How can you assure that your family will be financially secure if you die before your targeted exit date? The most obvious patch is to buy life insurance on yourself owned outside of the business. However, this method is often prohibitively expensive. Consider, for instance, the above mentioned example. In order for Bob to have insurance coverage that would allow his family to recoup all losses (salary and EBITDA), he would need an additional $12 million in insurance coverage. Since owners who are considering Exit Planning are generally older, this amount of insurance is often impossible to obtain.
When insurance coverage cannot cover losses, you can consider one of the following methods:
- Eliminate the requirement for a full purchase of the decedent’s ownership interest. Consider a transfer of control to the surviving owner in which he or she acquires the remaining ownership over time using a purchase price set by the buy-sell agreement. This arrangement would have allowed Bob’s family to continue to receive S distributions.
- Provide income continuation for a set number of years via a wage-continuation plan after an owner’s death. In our case study, the company could have been obligated to pay Bob’s family $150,000 per year for 10–15 years.
- Consider reducing the purchase price and making up the net shortfall with wage continuation (if life insurance is unavailable). The company’s cash flow is better used to pay deductible wages than to purchase ownership with after-tax dollars. While wage-continuation income is taxable to the decedent’s estate, the estate is likely in a lower tax bracket than the surviving owner of the S corporation.

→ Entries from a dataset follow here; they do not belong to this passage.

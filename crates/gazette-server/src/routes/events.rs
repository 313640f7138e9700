//! Live change stream endpoint.

use std::convert::Infallible;

use axum::{
    extract::State,
    response::sse::{Event, Sse},
    routing::get,
    Router,
};
use gazette_relay::{StreamMessage, StreamSession};
use tokio::sync::mpsc;
use tokio_stream::{wrappers::ReceiverStream, Stream, StreamExt};
use tracing::{debug, info};

use crate::auth::CurrentUser;
use crate::AppState;

// Messages buffered between the session task and the response body.
const SINK_CAPACITY: usize = 16;

/// Stream routes.
pub fn routes() -> Router<AppState> {
    Router::new().route("/newsletter/events", get(newsletter_events))
}

async fn newsletter_events(
    State(state): State<AppState>,
    user: CurrentUser,
) -> Sse<impl Stream<Item = Result<Event, Infallible>>> {
    let session = StreamSession::open(&state.broker, state.config.session.clone())
        .with_shutdown(state.shutdown_signal());
    info!(user = %user.username, subscriber_id = %session.id(), "stream opened");

    let (tx, rx) = mpsc::channel(SINK_CAPACITY);
    tokio::spawn(async move {
        let summary = session.run(tx).await;
        debug!(
            subscriber_id = %summary.id,
            events_sent = summary.events_sent,
            pings_sent = summary.pings_sent,
            "stream task finished"
        );
    });

    Sse::new(ReceiverStream::new(rx).map(|message| Ok(to_sse_event(message))))
}

/// Map a session message onto an SSE event.
pub fn to_sse_event(message: StreamMessage) -> Event {
    let mut event = Event::default();
    if let Some(retry) = message.retry {
        event = event.retry(retry);
    }
    if let Some(name) = message.event {
        event = event.event(name);
    }
    if !message.data.is_empty() {
        event = event.data(message.data);
    }
    event
}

While each of these patches can fix the hole in your business-continuity plan, none of them are ideal. In order to truly patch this hole, you will need to do the following:
- Include your spouse in initial planning meetings so that he or she understands the effects that your untimely death or incapacitation will have on him or her.
- Review your lifetime goals and ask yourself whether you want those goals to be fulfilled should you die or become incapacitated prematurely.
- Determine whether a gap exists between the financial resources available upon your death (including the money received from the sale of ownership pursuant to the buy-sell agreement) and the financial resources your family will need to maintain its lifestyle should you die.
- Schedule these discussions now, before an unexpected event occurs and before you know whether you will be the surviving owner. This tends to ensure an impartial discussion with your advisors.
Taking these steps can help protect your family’s financial well-being should you exit your business before your planned exit date. Now, let’s turn to the more specific problems that owners commonly face: holes in their buy-sell agreements.
Hole 3: Buy-Sells That Are Too Simplistic
As we’ve seen, continuity plans have a tendency to overlook several common problems relevant to a business transfer. The problem of simplicity goes even deeper in that buy-sell agreements are often too simplistic to manage the relationships between the owners who sign them. Specifically, buy-sell agreements tend to overlook the unwieldy problem of mandatory vs. optional ownership-transfer provisions.
Ownership transfers between owners typically include mandatory and/or optional purchase provisions and follow one of four patterns:
- The seller must sell; the buyer must buy.
- The seller has the option to sell; the buyer must buy.
- The seller must sell; the buyer has the option to buy.
- The seller and buyer each have the option to sell and buy, respectively.
These provisions can be tricky to navigate, but one way to map the course is to consider the difference between a funded and unfunded purchase price.
A funded purchase price uses means such as life insurance after death to purchase the owner’s share of ownership. Funded purchase prices are typically paid using money outside of the company’s cash flow. When working with a funded purchase price, you will commonly see mandatory provisions (i.e., the seller must sell; the buyer must buy) written into good buy-sell agreements, simply because the buyer has the cash to pay for the seller’s share on hand.
However, lifetime transfers are far more common than after-death transfers (which are the most common events to trigger a funded purchase). These transfers commonly force owners to abide by an unfunded purchase price.
An unfunded purchase price requires means such as after-tax cash flow to pay for an ownership interest. When working with an unfunded purchase price, you will commonly see optional provisions (i.e., seller has the option to sell; buyer has the option to buy) written into good buy-sell agreements, simply because the after-tax cash flow is inadequate to fund a full buyout.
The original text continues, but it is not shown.